* **WORK ITEM**
In which lines of the data does the string "this" appear? Copy every one.

* **SUPPLIED MATERIAL**

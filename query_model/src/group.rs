use crate::condition::{Condition, Logic};
use serde::{Deserialize, Serialize};

/// Child of a group: a condition or another group
#[derive(Debug, Clone, PartialEq, Serialize, Deserialize)]
#[serde(untagged)]
pub enum GroupItem {
    Group(Group),
    Condition(Condition),
}

impl From<Condition> for GroupItem {
    fn from(condition: Condition) -> Self {
        GroupItem::Condition(condition)
    }
}

impl From<Group> for GroupItem {
    fn from(group: Group) -> Self {
        GroupItem::Group(group)
    }
}

/// Boolean container of conditions and nested groups
#[derive(Debug, Clone, PartialEq, Serialize, Deserialize)]
pub struct Group {
    pub conditions: Vec<GroupItem>,
    pub logic: Logic,
}

impl Group {
    pub fn new(logic: Logic, conditions: Vec<GroupItem>) -> Self {
        Self { conditions, logic }
    }

    /// Create AND group
    pub fn and(conditions: Vec<GroupItem>) -> Self {
        Self::new(Logic::And, conditions)
    }

    /// Create OR group
    pub fn or(conditions: Vec<GroupItem>) -> Self {
        Self::new(Logic::Or, conditions)
    }

    pub fn is_empty(&self) -> bool {
        self.conditions.is_empty()
    }

    /// Nesting depth; a group without nested groups has depth 1
    pub fn depth(&self) -> usize {
        1 + self
            .conditions
            .iter()
            .filter_map(|item| match item {
                GroupItem::Group(group) => Some(group.depth()),
                GroupItem::Condition(_) => None,
            })
            .max()
            .unwrap_or(0)
    }

    /// Number of groups in this subtree, this one included
    pub fn group_count(&self) -> usize {
        1 + self
            .conditions
            .iter()
            .map(|item| match item {
                GroupItem::Group(group) => group.group_count(),
                GroupItem::Condition(_) => 0,
            })
            .sum::<usize>()
    }

    /// All conditions in this subtree, depth first
    pub fn leaf_conditions(&self) -> Vec<&Condition> {
        let mut leaves = Vec::new();
        self.collect_leaves(&mut leaves);
        leaves
    }

    fn collect_leaves<'a>(&'a self, leaves: &mut Vec<&'a Condition>) {
        for item in &self.conditions {
            match item {
                GroupItem::Condition(condition) => leaves.push(condition),
                GroupItem::Group(group) => group.collect_leaves(leaves),
            }
        }
    }
}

* **EXERCISE ANSWER**
    /// Number of groups in this subtree, this one included
    /// All conditions in this subtree, depth first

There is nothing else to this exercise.